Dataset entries
========================================================================
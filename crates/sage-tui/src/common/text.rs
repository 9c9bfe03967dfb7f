//! Text helpers shared by the render paths.

use std::borrow::Cow;
use std::ops::Range;

use unicode_width::{UnicodeWidthChar, UnicodeWidthStr};

/// Truncates to `max_width` terminal columns, ending with `…` when cut.
pub fn truncate_with_ellipsis(text: &str, max_width: usize) -> String {
    if text.width() <= max_width {
        return text.to_string();
    }
    if max_width <= 1 {
        return "…".to_string();
    }
    let mut truncated = String::new();
    let mut width = 0;
    for ch in text.chars() {
        let ch_width = ch.width().unwrap_or(0);
        if width + ch_width + 1 > max_width {
            break;
        }
        width += ch_width;
        truncated.push(ch);
    }
    truncated.push('…');
    truncated
}

/// Strips ESC bytes and expands tabs so server text cannot move the cursor
/// or break column math.
pub fn sanitize_for_display(s: &str) -> Cow<'_, str> {
    if s.contains('\x1b') || s.contains('\t') || s.contains('\r') {
        Cow::Owned(s.replace('\x1b', "").replace('\t', "    ").replace('\r', ""))
    } else {
        Cow::Borrowed(s)
    }
}

/// Splits `text` into byte ranges no wider than `width` columns.
///
/// A space that overflows ends the chunk and is dropped; otherwise the
/// break goes after the last space that fits, or mid-word. Always returns
/// at least one (possibly empty) range.
pub fn wrap_ranges(text: &str, width: usize) -> Vec<Range<usize>> {
    let width = width.max(1);
    let mut out = Vec::new();
    let mut start = 0;
    let mut current_width = 0;
    let mut last_space: Option<usize> = None;

    for (idx, ch) in text.char_indices() {
        let ch_width = ch.width().unwrap_or(0);
        if current_width + ch_width > width && idx > start {
            if ch == ' ' {
                out.push(start..idx);
                start = idx + 1;
                current_width = 0;
                last_space = None;
                continue;
            }
            match last_space {
                Some(space) if space > start => {
                    out.push(start..space + 1);
                    start = space + 1;
                    current_width = text[start..idx].width();
                }
                _ => {
                    out.push(start..idx);
                    start = idx;
                    current_width = 0;
                }
            }
            last_space = None;
        }
        if ch == ' ' {
            last_space = Some(idx);
        }
        current_width += ch_width;
    }
    out.push(start..text.len());
    out
}

#[cfg(test)]
mod tests {
    use super::*;

    fn wrap_to_width(text: &str, width: usize) -> Vec<&str> {
        wrap_ranges(text, width)
            .into_iter()
            .map(|range| &text[range])
            .collect()
    }

    #[test]
    fn test_truncate_keeps_short_titles() {
        assert_eq!(truncate_with_ellipsis("Headache", 20), "Headache");
    }

    #[test]
    fn test_truncate_long_title() {
        assert_eq!(
            truncate_with_ellipsis("Persistent lower back pain", 10),
            "Persisten…"
        );
    }

    #[test]
    fn test_truncate_wide_chars() {
        // Each CJK char is two columns.
        assert_eq!(truncate_with_ellipsis("头痛头痛", 5), "头痛…");
    }

    #[test]
    fn test_sanitize_strips_escapes() {
        assert_eq!(sanitize_for_display("\x1b[2Jhi\tthere"), "[2Jhi    there");
        assert!(matches!(sanitize_for_display("plain"), Cow::Borrowed(_)));
    }

    #[test]
    fn test_wrap_breaks_at_spaces() {
        assert_eq!(
            wrap_to_width("drink more water daily", 10),
            vec!["drink more", "water ", "daily"]
        );
    }

    #[test]
    fn test_wrap_splits_long_words() {
        assert_eq!(wrap_to_width("abcdefgh", 3), vec!["abc", "def", "gh"]);
    }

    #[test]
    fn test_wrap_empty_yields_one_chunk() {
        assert_eq!(wrap_to_width("", 10), vec![""]);
    }
}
========================================================================
Work to be completed: Output all of the data exactly.

Exercise solution:
filename crates/sage-tui/src/common/text.rs
repository 9c9bfe03967dfb7f
//! Text helpers shared by the render paths.

use std::borrow::Cow;
use std::ops::Range;

use unicode_width::{UnicodeWidthChar, UnicodeWidthStr};

/// Truncates to `max_width` terminal columns, ending with `…` when cut.
pub fn truncate_with_ellipsis(text: &str, max_width: usize) -> String {
    if text.width() <= max_width {
        return text.to_string();
    }
    if max_width <= 1 {
        return "…".to_string();
    }
    let mut truncated = String::new();
    let mut width = 0;
    for ch in text.chars() {
        let ch_width = ch.width().unwrap_or(0);
        if width + ch_width + 1 > max_width {
            break;
        }
        width += ch_width;
        truncated.push(ch);
    }
    truncated.push('…');
    truncated
}

/// Strips ESC bytes and expands tabs so server text cannot move the cursor
/// or break column math.
pub fn sanitize_for_display(s: &str) -> Cow<'_, str> {
    if s.contains('\x1b') || s.contains('\t') || s.contains('\r') {
        Cow::Owned(s.replace('\x1b', "").replace('\t', "    ").replace('\r', ""))
    } else {
        Cow::Borrowed(s)
    }
}

/// Splits `text` into byte ranges no wider than `width` columns.
///
/// A space that overflows ends the chunk and is dropped; otherwise the
/// break goes after the last space that fits, or mid-word. Always returns
/// at least one (possibly empty) range.
pub fn wrap_ranges(text: &str, width: usize) -> Vec<Range<usize>> {
    let width = width.max(1);
    let mut out = Vec::new();
    let mut start = 0;
    let mut current_width = 0;
    let mut last_space: Option<usize> = None;

    for (idx, ch) in text.char_indices() {
        let ch_width = ch.width().unwrap_or(0);
        if current_width + ch_width > width && idx > start {
            if ch == ' ' {
                out.push(start..idx);
                start = idx + 1;
                current_width = 0;
                last_space = None;
                continue;
            }
            match last_space {
                Some(space) if space > start => {
                    out.push(start..space + 1);
                    start = space + 1;
                    current_width = text[start..idx].width();
                }
                _ => {
                    out.push(start..idx);
                    start = idx;
                    current_width = 0;
                }
            }
            last_space = None;
        }
        if ch == ' ' {
            last_space = Some(idx);
        }
        current_width += ch_width;
    }
    out.push(start..text.len());
    out
}

#[cfg(test)]
mod tests {
    use super::*;

    fn wrap_to_width(text: &str, width: usize) -> Vec<&str> {
        wrap_ranges(text, width)
            .into_iter()
            .map(|range| &text[range])
            .collect()
    }

    #[test]
    fn test_truncate_keeps_short_titles() {
        assert_eq!(truncate_with_ellipsis("Headache", 20), "Headache");
    }

    #[test]
    fn test_truncate_long_title() {
        assert_eq!(
            truncate_with_ellipsis("Persistent lower back pain", 10),
            "Persisten…"
        );
    }

    #[test]
    fn test_truncate_wide_chars() {
        // Each CJK char is two columns.
        assert_eq!(truncate_with_ellipsis("头痛头痛", 5), "头痛…");
    }

    #[test]
    fn test_sanitize_strips_escapes() {
        assert_eq!(sanitize_for_display("\x1b[2Jhi\tthere"), "[2Jhi    there");
        assert!(matches!(sanitize_for_display("plain"), Cow::Borrowed(_)));
    }

    #[test]
    fn test_wrap_breaks_at_spaces() {
        assert_eq!(
            wrap_to_width("drink more water daily", 10),
            vec!["drink more", "water ", "daily"]
        );
    }

    #[test]
    fn test_wrap_splits_long_words() {
        assert_eq!(wrap_to_width("abcdefgh", 3), vec!["abc", "def", "gh"]);
    }

    #[test]
    fn test_wrap_empty_yields_one_chunk() {
        assert_eq!(wrap_to_width("", 10), vec![""]);
    }
}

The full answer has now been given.